Gooding & Company’s 1960 Ferrari 250 GT SWB Competizione was the top sale in September, hammered away for an above-estimate £7,762,500 at its London auction held during the Concours of Elegance in the grounds of Hampton Court Palace (estimate £6,000,000 – 7,000,000). The sale generated over £22 million, with a 79% sell-through rate, and established a new auction record for an Alfa Romeo TZ at £1,181,250 (estimate £1,000,000 – 1,200,000).
Bonhams ran a busy schedule with three sales in September, kicking off with its annual Beaulieu auction. Dominated by British machinery, it was headed by a US-delivered left-hand drive 1955 Aston Martin DB2/4 Drophead Coupe restoration project that smashed its £60,000 – 100,000 estimate at £172,500. A 1931 Rolls-Royce 20/25 hp 'Dreadnought Special' (£155,250) and a 1959 Aston Martin DB Mark III (£132,250) – another US left-hand drive car – in need of re-commissioning rounded out the top-three.
An ex-Bruce McLaren Cooper-Zerex Oldsmobile was the star performer at Bonhams’ Goodwood Revival sale a week later, going for £911,000. A multiple race winner in McLaren’s hands, it underwent seven different configurations during its racing career and only recently emerged from more than 50 years in storage, after being sold to a Venezuelan amateur racer in 1967. A brace of Mercedes-Benz SLR McLaren 722 Editions made way over guide, both stored since new with minimal miles, the coupe fetched £631,000 (estimate £180,000 – 240,000) and the S Roadster took £679,166 (estimate £240,000 – 320,000).
Stateside, Bonhams’ Audrain Concours auction also delivered an above-estimate result for a barn find 1957 BMW 507 that boasted long-term storage and single-family ownership of more than 40 years. Sold for $2,315,000, the preserved and unrestored matching-numbers Series II had undergone a colour change, but retained its desirable Rudge wheels and original Blaupunkt Köln radio.

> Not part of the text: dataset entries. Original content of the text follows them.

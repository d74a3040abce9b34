//! Completeness checks run between extraction and replacement.

use regex::Regex;
use tracing::{debug, info};

use crate::docx::Document;
use crate::error::{FillError, ValidationError};
use crate::extract::ExtractedValues;
use crate::fields::FieldSchema;

/// Regulatory parts a CFR override may name.
pub const ALLOWED_CFR_PARTS: [&str; 7] = ["23", "25", "27", "29", "31", "33", "35"];
const DOCKET_PATTERN: &str = r"^FAA-\d{4}-\d{4}$";
const NOTICE_PATTERN: &str = r"^\d{2}-\d{2}-\d{2}-SC$";

/// Values supplied on the command line that take precedence over the
/// worksheet.
#[derive(Debug, Clone, Default, PartialEq, Eq)]
pub struct Overrides {
    pub cfr_part: Option<String>,
    pub docket_no: Option<String>,
    pub notice_no: Option<String>,
}

#[derive(Debug)]
pub struct Validator<'s> {
    schema: &'s FieldSchema,
    prompts: Vec<(String, Regex)>,
    docket: Regex,
    notice: Regex,
}

impl<'s> Validator<'s> {
    pub fn new(schema: &'s FieldSchema) -> Result<Self, FillError> {
        let prompts: Vec<(String, Regex)> = schema
            .mandatory_questions
            .iter()
            .map(|question| {
                let number = regex::escape(question.trim());
                let pattern = format!(r"^(?:Question\s+{number}|{number}\.)(?:\D|$)");
                Regex::new(&pattern).map(|prompt| (question.clone(), prompt))
            })
            .collect::<Result<_, _>>()?;

        Ok(Self {
            schema,
            prompts,
            docket: Regex::new(DOCKET_PATTERN)?,
            notice: Regex::new(NOTICE_PATTERN)?,
        })
    }

    /// Fails on the first mandatory placeholder without a value, then on the
    /// first mandatory question without an answer.
    pub fn validate(
        &self,
        values: &ExtractedValues,
        paragraphs: &[String],
    ) -> Result<(), ValidationError> {
        for placeholder in &self.schema.mandatory_placeholders {
            if values.resolved(placeholder).is_none() {
                if let Some(field) = self.schema.field_for_placeholder(placeholder) {
                    debug!(label = %field.label, "worksheet label has no value");
                }
                return Err(ValidationError::MissingField {
                    placeholder: placeholder.clone(),
                });
            }
        }

        for (question, prompt) in &self.prompts {
            let answer = self.answer(prompt, paragraphs);
            debug!(question = %question, answered = answer.is_some(), "checked question");
            if answer.is_none() {
                return Err(ValidationError::MissingAnswer {
                    question: question.clone(),
                });
            }
        }

        info!(
            fields = self.schema.mandatory_placeholders.len(),
            questions = self.prompts.len(),
            "worksheet passed validation"
        );
        Ok(())
    }

    pub fn validate_document(
        &self,
        values: &ExtractedValues,
        worksheet: &Document,
    ) -> Result<(), ValidationError> {
        self.validate(values, &worksheet.body_paragraph_texts())
    }

    /// Answer to the first prompt matching `prompt`: the text after the
    /// first colon on the prompt line, else the next paragraph unless that
    /// paragraph is itself a question prompt.
    fn answer<'p>(&self, prompt: &Regex, paragraphs: &'p [String]) -> Option<&'p str> {
        let index = paragraphs
            .iter()
            .position(|text| prompt.is_match(text.trim()))?;

        let line = paragraphs[index].trim();
        if let Some((_, after)) = line.split_once(':') {
            let after = after.trim();
            if !after.is_empty() {
                return Some(after);
            }
        }

        paragraphs
            .get(index + 1)
            .map(|next| next.trim())
            .filter(|next| !next.is_empty() && !self.schema.is_question_prompt(next))
    }

    /// Rejects malformed overrides before any document is touched.
    pub fn check_overrides(&self, overrides: &Overrides) -> Result<(), ValidationError> {
        if let Some(cfr) = &overrides.cfr_part {
            let parts: Vec<&str> = cfr.split(',').map(str::trim).collect();
            if parts.iter().any(|part| !ALLOWED_CFR_PARTS.contains(part)) {
                return Err(ValidationError::InvalidOverride {
                    field: "cfr-part",
                    value: cfr.clone(),
                });
            }
        }
        if let Some(docket) = &overrides.docket_no {
            if !self.docket.is_match(docket.trim()) {
                return Err(ValidationError::InvalidOverride {
                    field: "docket-no",
                    value: docket.clone(),
                });
            }
        }
        if let Some(notice) = &overrides.notice_no {
            if !self.notice.is_match(notice.trim()) {
                return Err(ValidationError::InvalidOverride {
                    field: "notice-no",
                    value: notice.clone(),
                });
            }
        }
        Ok(())
    }
}

#[cfg(test)]
mod tests {
    use super::*;

    fn schema() -> FieldSchema {
        FieldSchema::builtin().expect("builtin schema compiles")
    }

    fn lines(texts: &[&str]) -> Vec<String> {
        texts.iter().map(|text| text.to_string()).collect()
    }

    fn complete_values() -> ExtractedValues {
        [("{Applicant name}", "Foo"), ("{Airplane model}", "Bar")]
            .into_iter()
            .collect()
    }

    fn answered() -> Vec<String> {
        lines(&[
            "Question 15: yes",
            "16. What applies?",
            "Everything",
            "Question 17:",
            "1) Step one",
        ])
    }

    #[test]
    fn complete_worksheet_passes() {
        let schema = schema();
        let validator = Validator::new(&schema).expect("validator builds");
        validator
            .validate(&complete_values(), &answered())
            .expect("worksheet is complete");
    }

    #[test]
    fn blank_mandatory_field_is_named() {
        let schema = schema();
        let validator = Validator::new(&schema).expect("validator builds");
        let mut values = complete_values();
        values.insert("{Airplane model}", "  ");

        assert_eq!(
            validator.validate(&values, &answered()),
            Err(ValidationError::MissingField {
                placeholder: "{Airplane model}".to_string()
            })
        );
    }

    #[test]
    fn question_without_answer_is_named() {
        let schema = schema();
        let validator = Validator::new(&schema).expect("validator builds");

        let trailing = lines(&["Question 15:"]);
        assert_eq!(
            validator.validate(&complete_values(), &trailing),
            Err(ValidationError::MissingAnswer {
                question: "15".to_string()
            })
        );

        let followed_by_prompt = lines(&["Question 15:", "Question 16: yes", "17. yes"]);
        let err = validator
            .validate(&complete_values(), &followed_by_prompt)
            .expect_err("question 15 is unanswered");
        assert_eq!(err.to_string(), "question 15 answer missing");

        let blank_next = lines(&["Question 15:", "", "Question 16: a", "17: b"]);
        assert!(validator.validate(&complete_values(), &blank_next).is_err());
    }

    #[test]
    fn prompt_numbers_match_exactly() {
        let schema = schema();
        let validator = Validator::new(&schema).expect("validator builds");
        let texts = lines(&["Question 150: yes", "16. a", "17. b"]);

        assert_eq!(
            validator.validate(&complete_values(), &texts),
            Err(ValidationError::MissingAnswer {
                question: "15".to_string()
            })
        );
    }

    #[test]
    fn overrides_are_format_checked() {
        let schema = schema();
        let validator = Validator::new(&schema).expect("validator builds");

        let good = Overrides {
            cfr_part: Some("25, 33".to_string()),
            docket_no: Some("FAA-2024-0123".to_string()),
            notice_no: Some("25-01-02-SC".to_string()),
        };
        validator.check_overrides(&good).expect("overrides are valid");
        validator
            .check_overrides(&Overrides::default())
            .expect("no overrides is fine");

        let bad_cfr = Overrides {
            cfr_part: Some("25,99".to_string()),
            ..Overrides::default()
        };
        assert!(matches!(
            validator.check_overrides(&bad_cfr),
            Err(ValidationError::InvalidOverride { field: "cfr-part", .. })
        ));

        let bad_docket = Overrides {
            docket_no: Some("FAA-24-1".to_string()),
            ..Overrides::default()
        };
        assert!(matches!(
            validator.check_overrides(&bad_docket),
            Err(ValidationError::InvalidOverride { field: "docket-no", .. })
        ));

        let bad_notice = Overrides {
            notice_no: Some("25-01-02".to_string()),
            ..Overrides::default()
        };
        assert!(matches!(
            validator.check_overrides(&bad_notice),
            Err(ValidationError::InvalidOverride { field: "notice-no", .. })
        ));
    }
}
//! Conditional content: the checkbox-style project type question in the
//! worksheet and `[[OPTION_n]]...[[/OPTION_n]]` blocks in the template.

use regex::Regex;
use tracing::{debug, info};

use crate::docx::{
    Document, PARAGRAPH, Paragraph, ParagraphMut, XmlElement, XmlNode, ensure_paragraph,
};
use crate::error::FillError;
use crate::fields::CheckboxOption;

const OPTION_START_PATTERN: &str = r"\[\[OPTION_(\d+)\]\]";
const OPTION_START_LINE_PATTERN: &str = r"^\s*\[\[OPTION_(\d+)\]\]\s*$";
const OPTION_END_LINE_PATTERN: &str = r"^\s*\[\[/OPTION_(\d+)\]\]\s*$";

/// Scans `paragraphs` from `start` and returns the value of the first option
/// whose text follows a checked box. Options are tried in schema order
/// within a paragraph.
pub fn resolve_checkbox<'a>(
    paragraphs: &[String],
    start: usize,
    options: &'a [CheckboxOption],
) -> Option<&'a str> {
    paragraphs.iter().skip(start).find_map(|text| {
        options
            .iter()
            .find(|option| option.is_checked_in(text))
            .map(|option| option.value.as_str())
    })
}

#[derive(Debug, Clone, Copy, Default, PartialEq, Eq)]
pub struct ConditionalReport {
    pub blocks_kept: usize,
    pub blocks_removed: usize,
    pub paragraphs_removed: usize,
    pub units_rewritten: usize,
}

#[derive(Debug, Clone, PartialEq, Eq)]
pub struct ResolvedText {
    pub text: String,
    pub blocks_kept: usize,
    pub blocks_removed: usize,
}

#[derive(Debug, Clone, Copy, PartialEq, Eq)]
enum MarkerLine<'t> {
    Start(&'t str),
    End(&'t str),
}

#[derive(Debug)]
pub struct OptionResolver {
    start: Regex,
    start_line: Regex,
    end_line: Regex,
}

impl OptionResolver {
    pub fn new() -> Result<Self, FillError> {
        Ok(Self {
            start: Regex::new(OPTION_START_PATTERN)?,
            start_line: Regex::new(OPTION_START_LINE_PATTERN)?,
            end_line: Regex::new(OPTION_END_LINE_PATTERN)?,
        })
    }

    /// Resolves every complete block in `text`: the active block collapses
    /// to its body, the others vanish, and lines left blank are dropped.
    /// Returns `None` when nothing changed or no choice is active.
    ///
    /// The end marker must repeat the start marker's number exactly, so
    /// `[[OPTION_1]]` never closes on `[[/OPTION_10]]`. A start marker with
    /// no matching end stays as plain text.
    pub fn resolve_text(&self, text: &str, active: &str) -> Option<ResolvedText> {
        let active = active.trim();
        if active.is_empty() || !text.contains("[[OPTION_") {
            return None;
        }

        let mut out = String::with_capacity(text.len());
        let mut cursor = 0;
        let mut search_from = 0;
        let mut blocks_kept = 0;
        let mut blocks_removed = 0;

        while let Some(captures) = self.start.captures_at(text, search_from) {
            let (Some(marker), Some(number)) = (captures.get(0), captures.get(1)) else {
                break;
            };
            let end_marker = format!("[[/OPTION_{}]]", number.as_str());
            let body_start = marker.end();

            let Some(body_len) = text[body_start..].find(&end_marker) else {
                search_from = marker.end();
                continue;
            };

            out.push_str(&text[cursor..marker.start()]);
            if number.as_str() == active {
                out.push_str(&text[body_start..body_start + body_len]);
                blocks_kept += 1;
            } else {
                blocks_removed += 1;
            }
            cursor = body_start + body_len + end_marker.len();
            search_from = cursor;
        }

        if blocks_kept + blocks_removed == 0 {
            return None;
        }
        out.push_str(&text[cursor..]);

        let cleaned = out
            .split('\n')
            .filter(|line| !line.trim().is_empty())
            .collect::<Vec<_>>()
            .join("\n");

        Some(ResolvedText {
            text: cleaned,
            blocks_kept,
            blocks_removed,
        })
    }

    /// Prunes every block of `document` against `active`. Blocks may sit
    /// inside one paragraph or span sibling paragraphs whose whole text is a
    /// marker. An empty choice leaves the document untouched.
    pub fn resolve_document(&self, document: &mut Document, active: &str) -> ConditionalReport {
        let mut report = ConditionalReport::default();
        let active = active.trim();
        if active.is_empty() {
            debug!("no active option, conditional blocks left as is");
            return report;
        }

        for part in document.parts_mut() {
            self.prune_paragraph_blocks(&mut part.tree.root, active, &mut report);
        }

        document.for_each_paragraph_mut(|part, mut paragraph: ParagraphMut<'_>| {
            let text = paragraph.text();
            if let Some(resolved) = self.resolve_text(&text, active) {
                debug!(
                    part,
                    kept = resolved.blocks_kept,
                    removed = resolved.blocks_removed,
                    "resolved inline option blocks"
                );
                paragraph.set_text(&resolved.text);
                report.blocks_kept += resolved.blocks_kept;
                report.blocks_removed += resolved.blocks_removed;
                report.units_rewritten += 1;
            }
        });

        info!(
            active,
            blocks_kept = report.blocks_kept,
            blocks_removed = report.blocks_removed,
            paragraphs_removed = report.paragraphs_removed,
            "resolved conditional blocks"
        );
        report
    }

    fn marker_line<'t>(&self, text: &'t str) -> Option<MarkerLine<'t>> {
        if let Some(number) = self.start_line.captures(text).and_then(|c| c.get(1)) {
            return Some(MarkerLine::Start(number.as_str()));
        }
        self.end_line
            .captures(text)
            .and_then(|c| c.get(1))
            .map(|number| MarkerLine::End(number.as_str()))
    }

    fn prune_paragraph_blocks(
        &self,
        element: &mut XmlElement,
        active: &str,
        report: &mut ConditionalReport,
    ) {
        for child in element.child_elements_mut() {
            self.prune_paragraph_blocks(child, active, report);
        }

        let texts: Vec<Option<String>> = element
            .children
            .iter()
            .map(|node| {
                node.as_element()
                    .filter(|child| child.is(PARAGRAPH))
                    .map(|child| Paragraph::new(child).text())
            })
            .collect();
        let markers: Vec<(usize, MarkerLine<'_>)> = texts
            .iter()
            .enumerate()
            .filter_map(|(index, text)| {
                text.as_deref()
                    .and_then(|text| self.marker_line(text))
                    .map(|marker| (index, marker))
            })
            .collect();
        if markers.is_empty() {
            return;
        }

        let mut remove = vec![false; element.children.len()];
        let mut position = 0;
        while position < markers.len() {
            let (start, MarkerLine::Start(number)) = markers[position] else {
                position += 1;
                continue;
            };
            let Some(offset) = markers[position + 1..]
                .iter()
                .position(|(_, marker)| *marker == MarkerLine::End(number))
            else {
                position += 1;
                continue;
            };
            let end = markers[position + 1 + offset].0;

            if number == active {
                remove[start] = true;
                remove[end] = true;
                report.blocks_kept += 1;
            } else {
                remove[start..=end].iter_mut().for_each(|flag| *flag = true);
                report.blocks_removed += 1;
            }
            position += offset + 2;
        }

        if !remove.contains(&true) {
            return;
        }
        report.paragraphs_removed += remove
            .iter()
            .zip(&texts)
            .filter(|(removed, text)| **removed && text.is_some())
            .count();

        let mut flags = remove.into_iter();
        element
            .children
            .retain(|_: &XmlNode| !flags.next().unwrap_or(false));
        if ensure_paragraph(element) {
            debug!(container = %element.name, "restored empty paragraph in pruned container");
        }
    }
}
use std::path::PathBuf;

use clap::{Args, Parser, Subcommand, ValueEnum};

use crate::replace::{DEFAULT_NEED_PREFIX, DEFAULT_NEED_SUFFIX};

#[derive(Parser, Debug)]
#[command(
    name = "scdocbuilder",
    version,
    about = "Fill FAA special conditions notice templates from worksheets"
)]
pub struct Cli {
    /// Overrides RUST_LOG.
    #[arg(long, global = true, value_enum)]
    pub log_level: Option<LogLevel>,

    #[command(subcommand)]
    pub command: Commands,
}

#[derive(Subcommand, Debug)]
pub enum Commands {
    /// Fill one template from one worksheet.
    Fill(FillArgs),
    /// Fill the template once per worksheet in a directory.
    Batch(BatchArgs),
    /// Print the values extracted from a worksheet.
    Extract(ExtractArgs),
    /// Extract and validate a worksheet without touching a template.
    Check(CheckArgs),
}

#[derive(Args, Debug, Clone)]
pub struct SchemaArgs {
    /// JSON or TOML placeholder schema; the built-in FAA worksheet schema
    /// is used when omitted.
    #[arg(long)]
    pub schema: Option<PathBuf>,
}

#[derive(Args, Debug, Clone)]
pub struct ReplaceArgs {
    #[arg(long, default_value = DEFAULT_NEED_PREFIX)]
    pub need_prefix: String,

    #[arg(long, default_value = DEFAULT_NEED_SUFFIX)]
    pub need_suffix: String,

    /// Comma-separated 14 CFR parts, e.g. "25" or "23,25".
    #[arg(long)]
    pub cfr_part: Option<String>,

    #[arg(long)]
    pub docket_no: Option<String>,

    #[arg(long)]
    pub notice_no: Option<String>,

    /// Active [[OPTION_n]] choice; defaults to the worksheet's action option.
    #[arg(long)]
    pub option: Option<String>,

    #[arg(long, default_value_t = false)]
    pub skip_validation: bool,
}

#[derive(Args, Debug, Clone)]
pub struct FillArgs {
    #[arg(long)]
    pub template: PathBuf,

    #[arg(long)]
    pub worksheet: PathBuf,

    /// Defaults to `<template stem>_<timestamp>.docx` next to the template.
    #[arg(long)]
    pub output: Option<PathBuf>,

    #[arg(long, default_value_t = false)]
    pub dry_run: bool,

    #[arg(long)]
    pub report_path: Option<PathBuf>,

    #[command(flatten)]
    pub schema: SchemaArgs,

    #[command(flatten)]
    pub replace: ReplaceArgs,
}

#[derive(Args, Debug, Clone)]
pub struct BatchArgs {
    #[arg(long)]
    pub template: PathBuf,

    #[arg(long)]
    pub worksheet_dir: PathBuf,

    /// Defaults to the worksheet directory.
    #[arg(long)]
    pub output_dir: Option<PathBuf>,

    #[arg(long, default_value_t = false)]
    pub dry_run: bool,

    #[arg(long)]
    pub report_path: Option<PathBuf>,

    #[command(flatten)]
    pub schema: SchemaArgs,

    #[command(flatten)]
    pub replace: ReplaceArgs,
}

#[derive(Args, Debug, Clone)]
pub struct ExtractArgs {
    #[arg(long)]
    pub worksheet: PathBuf,

    #[arg(long)]
    pub output_json: Option<PathBuf>,

    #[command(flatten)]
    pub schema: SchemaArgs,
}

#[derive(Args, Debug, Clone)]
pub struct CheckArgs {
    #[arg(long)]
    pub worksheet: PathBuf,

    #[command(flatten)]
    pub schema: SchemaArgs,
}

#[derive(Copy, Clone, Debug, Eq, PartialEq, ValueEnum)]
pub enum LogLevel {
    Error,
    Warn,
    Info,
    Debug,
    Trace,
}

impl LogLevel {
    pub fn as_str(self) -> &'static str {
        match self {
            Self::Error => "error",
            Self::Warn => "warn",
            Self::Info => "info",
            Self::Debug => "debug",
            Self::Trace => "trace",
        }
    }
}
//! Worksheet extraction: label matching over body paragraphs, then over
//! two-column tables.

use std::collections::BTreeMap;
use std::collections::btree_map::Entry;

use regex::Regex;
use serde::{Deserialize, Serialize};
use tracing::{debug, info};

use crate::conditional::resolve_checkbox;
use crate::docx::{Document, Table};
use crate::error::FillError;
use crate::fields::{FieldSchema, FieldSpec, MatchKind};

const REGULATORY_PART_PATTERN: &str = r"(?:14\s*CFR\s*)?[Pp]art\s*:?\s*(\d+)";
const SCHEDULED_FOR_PATTERN: &str = r"scheduled for\s+(.+?)\.?\s*$";

/// Placeholder token to extracted value. Every known placeholder is present;
/// an empty string means "not found".
#[derive(Debug, Clone, Default, PartialEq, Eq, Serialize, Deserialize)]
#[serde(transparent)]
pub struct ExtractedValues(BTreeMap<String, String>);

impl ExtractedValues {
    pub fn with_keys<'a>(placeholders: impl IntoIterator<Item = &'a str>) -> Self {
        Self(
            placeholders
                .into_iter()
                .map(|placeholder| (placeholder.to_string(), String::new()))
                .collect(),
        )
    }

    pub fn get(&self, placeholder: &str) -> Option<&str> {
        self.0.get(placeholder).map(String::as_str)
    }

    /// The value when it is present and not blank.
    pub fn resolved(&self, placeholder: &str) -> Option<&str> {
        self.get(placeholder).filter(|value| !value.trim().is_empty())
    }

    pub fn insert(&mut self, placeholder: impl Into<String>, value: impl Into<String>) {
        self.0.insert(placeholder.into(), value.into());
    }

    /// Stores `value` unless it is blank or the slot already holds a value.
    fn fill_if_blank(&mut self, placeholder: &str, value: String) -> bool {
        if value.trim().is_empty() || self.resolved(placeholder).is_some() {
            return false;
        }
        self.insert(placeholder, value);
        true
    }

    pub fn iter(&self) -> impl Iterator<Item = (&str, &str)> {
        self.0
            .iter()
            .map(|(placeholder, value)| (placeholder.as_str(), value.as_str()))
    }

    pub fn len(&self) -> usize {
        self.0.len()
    }

    pub fn blank_keys(&self) -> Vec<&str> {
        self.iter()
            .filter(|(_, value)| value.trim().is_empty())
            .map(|(placeholder, _)| placeholder)
            .collect()
    }
}

impl<K: Into<String>, V: Into<String>> FromIterator<(K, V)> for ExtractedValues {
    fn from_iter<I: IntoIterator<Item = (K, V)>>(iter: I) -> Self {
        Self(
            iter.into_iter()
                .map(|(placeholder, value)| (placeholder.into(), value.into()))
                .collect(),
        )
    }
}

#[derive(Debug)]
pub struct WorksheetExtractor<'s> {
    schema: &'s FieldSchema,
    regulatory_part: Regex,
    scheduled_for: Regex,
}

struct TableCandidate {
    exact: bool,
    value: String,
}

impl<'s> WorksheetExtractor<'s> {
    pub fn new(schema: &'s FieldSchema) -> Result<Self, FillError> {
        Ok(Self {
            schema,
            regulatory_part: Regex::new(REGULATORY_PART_PATTERN)?,
            scheduled_for: Regex::new(SCHEDULED_FOR_PATTERN)?,
        })
    }

    /// Reads every known field from `worksheet`. Missing fields degrade to
    /// empty strings; the document is not modified.
    pub fn extract(&self, worksheet: &Document) -> ExtractedValues {
        let mut values = ExtractedValues::with_keys(self.schema.extracted_placeholders());

        let paragraphs = worksheet.body_paragraph_texts();
        self.extract_paragraphs(&paragraphs, &mut values);

        let tables = worksheet.body_tables();
        self.extract_tables(&tables, &mut values);

        let regulatory_part = self.find_regulatory_part(&worksheet.all_paragraph_texts());
        if let Some(part) = regulatory_part {
            if values.fill_if_blank(&self.schema.regulatory_part_placeholder, part) {
                debug!("regulatory part taken from free text");
            }
        }

        let blank = values.blank_keys().len();
        info!(
            paragraphs = paragraphs.len(),
            tables = tables.len(),
            fields = values.len(),
            filled = values.len() - blank,
            blank,
            "extracted worksheet values"
        );
        values
    }

    fn extract_paragraphs(&self, paragraphs: &[String], values: &mut ExtractedValues) {
        let mut index = 0;
        while index < paragraphs.len() {
            let raw = paragraphs[index].trim();
            if raw.is_empty() {
                index += 1;
                continue;
            }

            if self.schema.is_checkbox_prompt(raw) {
                if let Some(choice) = resolve_checkbox(paragraphs, index + 1, self.schema.checkboxes())
                {
                    debug!(project_type = choice, "resolved checkbox block");
                    values.fill_if_blank(&self.schema.project_type_placeholder, choice.to_string());
                }
                index += 1;
                continue;
            }

            let normalized = self.schema.normalize(raw);
            let Some(found) = self.schema.match_label(&normalized) else {
                index += 1;
                continue;
            };
            let field = found.field;
            debug!(
                placeholder = %field.placeholder,
                kind = found.kind.as_str(),
                "matched worksheet label"
            );

            let inline = field
                .inline_value(raw)
                .unwrap_or_else(|| value_after_label(&normalized, &field.label));

            let (value, next) = if field.multiline {
                self.collect_multiline(paragraphs, index + 1, inline)
            } else {
                self.single_line_value(field, raw, inline, paragraphs, index + 1)
            };

            values.fill_if_blank(&field.placeholder, value);
            index = next;
        }
    }

    /// First `part NN` mention in document order, table cells, text boxes,
    /// headers and footers included.
    fn find_regulatory_part(&self, texts: &[String]) -> Option<String> {
        texts.iter().find_map(|text| {
            self.regulatory_part
                .captures(text)
                .and_then(|captures| captures.get(1))
                .map(|part| part.as_str().to_string())
        })
    }

    /// Lines after a multiline label up to the first terminator. Returns the
    /// joined value and the index of the terminator.
    fn collect_multiline(
        &self,
        paragraphs: &[String],
        start: usize,
        inline: String,
    ) -> (String, usize) {
        let mut lines = Vec::new();
        if !inline.is_empty() {
            lines.push(inline);
        }

        let mut index = start;
        while index < paragraphs.len() && !self.schema.ends_multiline(&paragraphs[index]) {
            lines.push(paragraphs[index].trim().to_string());
            index += 1;
        }
        (lines.join("\n"), index)
    }

    fn single_line_value(
        &self,
        field: &FieldSpec,
        raw: &str,
        inline: String,
        paragraphs: &[String],
        next: usize,
    ) -> (String, usize) {
        if !inline.is_empty() {
            let value = if field.is_tc_number() {
                first_line(&inline)
            } else {
                inline
            };
            return (value, next);
        }

        let following = paragraphs
            .get(next)
            .map(|text| text.trim())
            .filter(|text| !self.schema.ends_multiline(text));

        if field.is_tc_number() {
            if let Some(text) = following {
                return (first_line(text), next + 1);
            }
        }

        if field.concerns_date() {
            if let Some(date) = self.scheduled_date(raw) {
                return (date, next);
            }
            if let Some(date) = following.and_then(|text| self.scheduled_date(text)) {
                return (date, next + 1);
            }
        }

        (String::new(), next)
    }

    fn scheduled_date(&self, text: &str) -> Option<String> {
        self.scheduled_for
            .captures(text)
            .and_then(|captures| captures.get(1))
            .map(|date| date.as_str().trim().to_string())
            .filter(|date| !date.is_empty())
    }

    /// Two-column rows: label in the first cell, value in the second. An
    /// exact label row beats partial rows; within a class the first
    /// non-empty row wins. Non-empty table values replace paragraph values.
    fn extract_tables(&self, tables: &[Table<'_>], values: &mut ExtractedValues) {
        let mut candidates: BTreeMap<&str, TableCandidate> = BTreeMap::new();

        for table in tables {
            let rows = table.rows();
            for (row_index, row) in rows.iter().enumerate() {
                let cells = row.cells();
                if cells.len() < 2 {
                    continue;
                }

                let normalized = self.schema.normalize(&cells[0].text());
                let Some(found) = self.schema.match_label(&normalized) else {
                    continue;
                };
                let field = found.field;
                let exact = found.kind == MatchKind::Exact;

                let mut value = clean_cell(&cells[1].text());
                if field.is_tc_number() {
                    value = first_line(&value);
                    if value.is_empty() {
                        value = rows
                            .get(row_index + 1)
                            .and_then(|next| next.cells().first().map(|cell| cell.text()))
                            .filter(|text| {
                                self.schema
                                    .match_label(&self.schema.normalize(text))
                                    .is_none()
                            })
                            .map(|text| first_line(&clean_cell(&text)))
                            .unwrap_or_default();
                    }
                }
                if value.is_empty() {
                    continue;
                }

                match candidates.entry(field.placeholder.as_str()) {
                    Entry::Vacant(slot) => {
                        slot.insert(TableCandidate { exact, value });
                    }
                    Entry::Occupied(mut slot) => {
                        if exact && !slot.get().exact {
                            slot.insert(TableCandidate { exact, value });
                        }
                    }
                }
            }
        }

        for (placeholder, candidate) in candidates {
            debug!(
                placeholder,
                exact = candidate.exact,
                "table value found"
            );
            values.insert(placeholder, candidate.value);
        }
    }
}

fn value_after_label(normalized: &str, label: &str) -> String {
    normalized
        .find(label)
        .map(|start| {
            normalized[start + label.len()..]
                .trim_start_matches(':')
                .trim()
                .to_string()
        })
        .unwrap_or_default()
}

fn first_line(text: &str) -> String {
    text.lines()
        .map(str::trim)
        .find(|line| !line.is_empty())
        .unwrap_or_default()
        .to_string()
}

fn clean_cell(text: &str) -> String {
    text.lines()
        .map(|line| line.split_whitespace().collect::<Vec<_>>().join(" "))
        .filter(|line| !line.is_empty())
        .collect::<Vec<_>>()
        .join("\n")
}
//! Default configuration values
//!
//! Named constants for all tunable parameters

/// Default backend API base URL
pub const DEFAULT_API_BASE_URL: &str = "http://127.0.0.1:8000";

/// Default backend request timeout in seconds
pub const DEFAULT_API_TIMEOUT_SECS: u64 = 30;

/// Default geocoding region bias
pub const DEFAULT_REGION: &str = "kr";

/// Default geocoding result language
pub const DEFAULT_LANGUAGE: &str = "ko";

/// Default number of nearby stores to return
pub const DEFAULT_LIMIT: usize = 4;

/// Default output format
pub const DEFAULT_FORMAT: &str = "text";

/// Default server host
pub const DEFAULT_HOST: &str = "127.0.0.1";

/// Default server port
pub const DEFAULT_PORT: u16 = 7979;

/// Config file name
pub const CONFIG_FILE_NAME: &str = "config.toml";

/// Application directory name (for XDG paths)
pub const APP_DIR_NAME: &str = "samguk-map";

Christie’s celebrated 60 Years of James Bond with a 25-lot charity auction at its London HQ, where a packed saleroom and spirited bidding saw an Aston Martin DB5 Replica Stunt car sail past its £1,500,000 – 2,000,000 estimate, taking £2,922,000. One of eight built for Bond and the only example released for public sale, it featured a carbon fibre body over a space frame chassis with BMW power, and was one of the few used in No Time To Die with gadgets and mocked-up side panel damage. Other stand-out results included an Aston Martin V8, driven by Daniel Craig in the same film, at £630,000 (estimate £500,000 – 700,000), while the Omega Seamaster 300M 007 Edition watch, worn by Craig in the film and conservatively estimated at £15,000 – 20,000, made a whopping £226,800.
A time-warp two-owner 1964 Morris Mini Cooper 1071 S crossed the block at Classic Car Auctions’ September sale after some 30 years in storage, selling for £52,875 (estimate £28,000 – 32,000). Originally purchased new by a BMC employee, the car passed to the consignor in 1966 and showed a believed-genuine 39,144 miles.
RM Sotheby’s marathon three-day sale of the no-reserve Gene Ponder Collection realised $24.3 million with 126 cars among more than 1,100 lots on offer. Ponder’s 1960 Mercedes-Benz 300 SL Roadster drew the highest bids, changing hands for $1,595,000 (estimate $1,700,000 – 1,900,000), followed by a 1938 Bugatti Type 57 SC Atlantic Recreation that had been built in the 1990s by Erik Koux using a Type 57 chassis, selling for $1,155,000 (estimate $1,400,000 – 1,800,000).
Aston Martin’s One-77 is a rare sight at auction, the latest example finding its way to RM Sotheby’s St. Moritz sale where it raised CHF1,825,000 (estimate CHF1,800,000 – 2,200,000). Number 65 out of a production run limited to 77, RM’s car, although left-hand drive, was originally UK-supplied in 2011, remaining there until being registered in Switzerland in 2020, and at the time of cataloguing had covered a scant 1,785km.